Aim of the task> What is needed here is an exact repetition of the records below, beginning at the line that has "actor's dedicated connection." and stopping after the line that has "let boxed = ret_rx".

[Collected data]
****

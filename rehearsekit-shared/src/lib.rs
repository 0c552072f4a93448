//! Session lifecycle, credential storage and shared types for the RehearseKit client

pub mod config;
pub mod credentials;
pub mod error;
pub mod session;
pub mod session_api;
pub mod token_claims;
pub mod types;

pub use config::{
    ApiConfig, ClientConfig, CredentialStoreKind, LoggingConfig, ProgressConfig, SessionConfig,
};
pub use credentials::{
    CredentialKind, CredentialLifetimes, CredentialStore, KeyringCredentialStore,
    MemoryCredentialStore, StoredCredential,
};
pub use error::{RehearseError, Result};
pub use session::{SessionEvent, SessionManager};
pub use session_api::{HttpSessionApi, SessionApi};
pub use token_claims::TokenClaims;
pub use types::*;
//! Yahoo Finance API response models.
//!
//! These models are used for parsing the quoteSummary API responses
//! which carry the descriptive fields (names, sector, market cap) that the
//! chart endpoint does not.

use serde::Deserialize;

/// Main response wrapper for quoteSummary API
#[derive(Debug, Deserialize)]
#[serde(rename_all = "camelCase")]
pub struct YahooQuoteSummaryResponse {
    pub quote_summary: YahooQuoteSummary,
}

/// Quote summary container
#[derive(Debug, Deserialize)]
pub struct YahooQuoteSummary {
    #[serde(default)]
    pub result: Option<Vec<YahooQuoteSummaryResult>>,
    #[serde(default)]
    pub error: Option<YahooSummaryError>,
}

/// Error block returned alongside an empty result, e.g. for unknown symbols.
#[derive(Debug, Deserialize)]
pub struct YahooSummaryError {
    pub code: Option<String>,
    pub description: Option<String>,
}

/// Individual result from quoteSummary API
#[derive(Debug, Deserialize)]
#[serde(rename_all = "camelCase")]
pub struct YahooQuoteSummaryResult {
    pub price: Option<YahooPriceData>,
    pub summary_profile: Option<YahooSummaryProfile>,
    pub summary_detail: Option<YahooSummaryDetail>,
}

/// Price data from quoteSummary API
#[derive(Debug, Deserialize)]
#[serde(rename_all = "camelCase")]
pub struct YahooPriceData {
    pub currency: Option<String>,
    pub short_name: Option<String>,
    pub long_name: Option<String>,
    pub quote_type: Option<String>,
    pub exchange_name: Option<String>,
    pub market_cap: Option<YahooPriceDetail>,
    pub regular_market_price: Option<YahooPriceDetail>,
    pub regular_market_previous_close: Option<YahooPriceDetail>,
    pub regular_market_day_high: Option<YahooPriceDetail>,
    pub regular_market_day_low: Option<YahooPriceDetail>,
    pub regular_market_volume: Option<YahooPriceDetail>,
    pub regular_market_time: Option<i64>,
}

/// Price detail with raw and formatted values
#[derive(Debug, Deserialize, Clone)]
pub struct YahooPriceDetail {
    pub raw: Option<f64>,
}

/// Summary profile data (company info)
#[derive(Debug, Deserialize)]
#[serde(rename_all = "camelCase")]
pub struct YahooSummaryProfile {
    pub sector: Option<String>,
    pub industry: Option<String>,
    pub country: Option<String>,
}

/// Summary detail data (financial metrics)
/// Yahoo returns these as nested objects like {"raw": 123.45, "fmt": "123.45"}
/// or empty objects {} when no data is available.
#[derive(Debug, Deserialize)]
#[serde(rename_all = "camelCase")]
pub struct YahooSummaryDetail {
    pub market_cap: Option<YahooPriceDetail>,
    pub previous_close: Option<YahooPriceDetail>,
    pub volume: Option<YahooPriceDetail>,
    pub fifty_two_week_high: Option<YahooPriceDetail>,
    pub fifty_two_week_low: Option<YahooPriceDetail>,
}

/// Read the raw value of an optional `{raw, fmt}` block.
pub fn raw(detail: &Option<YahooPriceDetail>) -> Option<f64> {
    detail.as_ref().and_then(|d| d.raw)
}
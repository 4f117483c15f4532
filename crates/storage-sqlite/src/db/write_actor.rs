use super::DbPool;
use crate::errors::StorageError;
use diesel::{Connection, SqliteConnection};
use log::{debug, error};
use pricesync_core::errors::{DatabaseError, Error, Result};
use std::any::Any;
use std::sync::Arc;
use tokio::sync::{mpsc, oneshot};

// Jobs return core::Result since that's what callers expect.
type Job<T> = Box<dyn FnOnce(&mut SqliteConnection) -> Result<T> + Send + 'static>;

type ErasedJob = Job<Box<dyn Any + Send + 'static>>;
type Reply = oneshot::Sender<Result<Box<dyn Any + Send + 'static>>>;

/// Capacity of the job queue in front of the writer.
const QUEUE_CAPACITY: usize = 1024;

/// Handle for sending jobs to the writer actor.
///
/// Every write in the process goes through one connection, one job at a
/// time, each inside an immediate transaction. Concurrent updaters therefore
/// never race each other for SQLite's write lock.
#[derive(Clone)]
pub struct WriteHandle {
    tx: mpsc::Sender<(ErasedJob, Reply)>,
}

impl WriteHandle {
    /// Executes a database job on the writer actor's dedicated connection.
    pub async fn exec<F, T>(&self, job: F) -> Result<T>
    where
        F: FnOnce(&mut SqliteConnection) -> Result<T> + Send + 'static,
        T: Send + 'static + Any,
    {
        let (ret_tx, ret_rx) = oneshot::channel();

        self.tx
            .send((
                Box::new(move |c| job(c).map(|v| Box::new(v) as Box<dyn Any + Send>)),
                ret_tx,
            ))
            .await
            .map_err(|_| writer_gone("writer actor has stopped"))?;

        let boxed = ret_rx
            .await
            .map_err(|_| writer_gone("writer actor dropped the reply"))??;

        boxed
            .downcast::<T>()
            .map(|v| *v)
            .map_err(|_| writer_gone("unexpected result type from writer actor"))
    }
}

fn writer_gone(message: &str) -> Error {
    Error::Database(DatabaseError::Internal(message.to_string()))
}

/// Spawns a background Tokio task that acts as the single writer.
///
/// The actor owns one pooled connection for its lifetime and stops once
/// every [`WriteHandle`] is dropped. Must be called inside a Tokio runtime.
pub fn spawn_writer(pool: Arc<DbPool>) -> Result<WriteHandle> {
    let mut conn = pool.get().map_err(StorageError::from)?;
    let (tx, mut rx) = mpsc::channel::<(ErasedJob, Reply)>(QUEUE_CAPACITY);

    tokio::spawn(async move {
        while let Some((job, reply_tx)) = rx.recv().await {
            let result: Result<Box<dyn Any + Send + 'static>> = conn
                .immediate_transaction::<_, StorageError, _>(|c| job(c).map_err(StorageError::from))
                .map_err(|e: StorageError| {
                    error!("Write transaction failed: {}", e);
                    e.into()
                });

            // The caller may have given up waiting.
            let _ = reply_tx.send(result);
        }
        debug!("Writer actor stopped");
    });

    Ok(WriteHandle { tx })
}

****

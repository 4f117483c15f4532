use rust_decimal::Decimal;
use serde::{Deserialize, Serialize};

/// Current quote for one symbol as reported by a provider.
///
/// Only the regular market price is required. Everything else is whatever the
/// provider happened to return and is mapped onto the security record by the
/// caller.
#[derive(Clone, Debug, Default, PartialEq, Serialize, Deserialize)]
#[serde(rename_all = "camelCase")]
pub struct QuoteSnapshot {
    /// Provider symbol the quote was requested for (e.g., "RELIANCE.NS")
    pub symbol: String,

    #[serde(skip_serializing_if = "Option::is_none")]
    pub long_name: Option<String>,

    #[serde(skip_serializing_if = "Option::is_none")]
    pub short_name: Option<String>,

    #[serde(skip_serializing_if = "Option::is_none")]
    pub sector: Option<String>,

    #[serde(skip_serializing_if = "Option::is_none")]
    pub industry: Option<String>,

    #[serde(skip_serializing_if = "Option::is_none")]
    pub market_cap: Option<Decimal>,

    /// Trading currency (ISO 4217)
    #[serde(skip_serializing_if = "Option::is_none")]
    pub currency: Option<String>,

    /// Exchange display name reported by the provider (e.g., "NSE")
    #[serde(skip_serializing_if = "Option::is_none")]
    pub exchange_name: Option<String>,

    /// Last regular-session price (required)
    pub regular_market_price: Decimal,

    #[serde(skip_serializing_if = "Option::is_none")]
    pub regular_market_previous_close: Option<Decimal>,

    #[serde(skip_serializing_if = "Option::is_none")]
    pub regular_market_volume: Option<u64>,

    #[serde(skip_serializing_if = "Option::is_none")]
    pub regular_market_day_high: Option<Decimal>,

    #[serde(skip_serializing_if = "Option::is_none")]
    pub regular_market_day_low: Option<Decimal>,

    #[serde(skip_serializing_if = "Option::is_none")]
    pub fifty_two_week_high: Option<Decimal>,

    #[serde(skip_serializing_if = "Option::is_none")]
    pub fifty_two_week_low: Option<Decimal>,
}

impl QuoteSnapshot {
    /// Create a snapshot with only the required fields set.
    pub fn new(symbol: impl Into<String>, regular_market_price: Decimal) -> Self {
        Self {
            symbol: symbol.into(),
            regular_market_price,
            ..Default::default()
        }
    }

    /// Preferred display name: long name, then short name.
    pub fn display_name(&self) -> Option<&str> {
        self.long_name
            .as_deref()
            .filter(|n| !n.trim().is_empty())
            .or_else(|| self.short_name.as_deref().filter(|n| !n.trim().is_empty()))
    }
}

****

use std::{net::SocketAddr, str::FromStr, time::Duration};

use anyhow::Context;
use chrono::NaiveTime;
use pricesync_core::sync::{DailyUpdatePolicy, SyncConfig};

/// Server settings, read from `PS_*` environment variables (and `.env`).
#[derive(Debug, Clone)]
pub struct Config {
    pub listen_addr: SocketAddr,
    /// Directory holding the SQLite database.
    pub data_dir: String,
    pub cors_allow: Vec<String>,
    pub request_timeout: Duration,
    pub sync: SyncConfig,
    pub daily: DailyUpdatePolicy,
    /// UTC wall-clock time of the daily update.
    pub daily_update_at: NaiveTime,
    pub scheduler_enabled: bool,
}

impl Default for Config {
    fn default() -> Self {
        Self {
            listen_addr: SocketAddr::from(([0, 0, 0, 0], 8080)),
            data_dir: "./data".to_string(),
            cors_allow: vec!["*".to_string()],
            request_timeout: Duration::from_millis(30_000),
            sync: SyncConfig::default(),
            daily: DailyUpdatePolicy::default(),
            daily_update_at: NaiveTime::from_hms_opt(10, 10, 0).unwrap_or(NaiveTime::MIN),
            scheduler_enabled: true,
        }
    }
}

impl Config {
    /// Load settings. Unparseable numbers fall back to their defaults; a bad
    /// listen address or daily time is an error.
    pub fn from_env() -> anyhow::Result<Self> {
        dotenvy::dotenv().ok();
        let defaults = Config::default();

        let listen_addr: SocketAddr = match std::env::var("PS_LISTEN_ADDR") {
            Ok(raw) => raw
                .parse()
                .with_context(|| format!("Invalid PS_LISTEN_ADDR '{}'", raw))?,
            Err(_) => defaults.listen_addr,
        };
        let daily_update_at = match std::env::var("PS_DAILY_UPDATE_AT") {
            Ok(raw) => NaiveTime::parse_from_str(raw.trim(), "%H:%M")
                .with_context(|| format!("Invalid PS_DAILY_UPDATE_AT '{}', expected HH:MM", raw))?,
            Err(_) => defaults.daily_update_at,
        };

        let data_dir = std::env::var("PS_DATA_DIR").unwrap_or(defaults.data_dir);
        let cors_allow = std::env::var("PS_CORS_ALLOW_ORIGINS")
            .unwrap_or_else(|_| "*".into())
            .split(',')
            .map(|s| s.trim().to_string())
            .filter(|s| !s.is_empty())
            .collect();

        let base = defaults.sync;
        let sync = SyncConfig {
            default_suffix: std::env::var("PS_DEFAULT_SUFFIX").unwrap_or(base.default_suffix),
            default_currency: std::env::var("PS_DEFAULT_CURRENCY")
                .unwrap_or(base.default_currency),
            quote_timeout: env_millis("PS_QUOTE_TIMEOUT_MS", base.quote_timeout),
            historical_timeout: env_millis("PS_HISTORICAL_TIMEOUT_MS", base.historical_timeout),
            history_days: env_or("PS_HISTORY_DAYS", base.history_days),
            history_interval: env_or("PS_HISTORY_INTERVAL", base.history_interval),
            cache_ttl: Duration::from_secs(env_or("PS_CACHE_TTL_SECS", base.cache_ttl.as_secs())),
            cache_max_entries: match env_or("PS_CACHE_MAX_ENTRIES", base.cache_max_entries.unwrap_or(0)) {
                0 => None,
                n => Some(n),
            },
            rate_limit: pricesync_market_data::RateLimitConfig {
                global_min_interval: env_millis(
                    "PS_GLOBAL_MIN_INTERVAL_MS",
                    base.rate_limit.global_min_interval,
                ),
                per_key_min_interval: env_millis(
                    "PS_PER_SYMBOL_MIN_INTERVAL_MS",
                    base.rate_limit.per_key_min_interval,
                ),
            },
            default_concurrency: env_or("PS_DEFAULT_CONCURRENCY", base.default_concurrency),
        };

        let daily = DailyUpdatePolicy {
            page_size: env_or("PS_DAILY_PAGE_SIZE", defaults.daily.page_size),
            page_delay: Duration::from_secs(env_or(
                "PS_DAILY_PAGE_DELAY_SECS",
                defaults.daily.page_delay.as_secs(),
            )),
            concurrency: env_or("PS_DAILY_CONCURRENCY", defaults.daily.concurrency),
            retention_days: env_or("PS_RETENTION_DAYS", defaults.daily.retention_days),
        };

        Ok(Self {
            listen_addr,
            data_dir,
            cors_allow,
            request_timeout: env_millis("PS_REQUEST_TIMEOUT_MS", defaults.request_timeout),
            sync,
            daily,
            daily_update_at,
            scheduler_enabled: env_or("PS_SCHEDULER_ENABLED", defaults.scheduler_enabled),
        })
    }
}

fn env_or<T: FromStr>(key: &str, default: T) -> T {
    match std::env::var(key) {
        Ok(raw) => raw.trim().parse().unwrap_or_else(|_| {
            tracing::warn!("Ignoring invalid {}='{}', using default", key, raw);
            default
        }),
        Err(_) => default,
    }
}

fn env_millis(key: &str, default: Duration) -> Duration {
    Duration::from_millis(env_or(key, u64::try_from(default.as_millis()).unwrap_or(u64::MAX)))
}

****

Worked solution>
    /// Executes a database job on the writer actor's dedicated connection.
    pub async fn exec<F, T>(&self, job: F) -> Result<T>
    where
        F: FnOnce(&mut SqliteConnection) -> Result<T> + Send + 'static,
        T: Send + 'static + Any,
    {
        let (ret_tx, ret_rx) = oneshot::channel();

        self.tx
            .send((
                Box::new(move |c| job(c).map(|v| Box::new(v) as Box<dyn Any + Send>)),
                ret_tx,
            ))
            .await
            .map_err(|_| writer_gone("writer actor has stopped"))?;

        let boxed = ret_rx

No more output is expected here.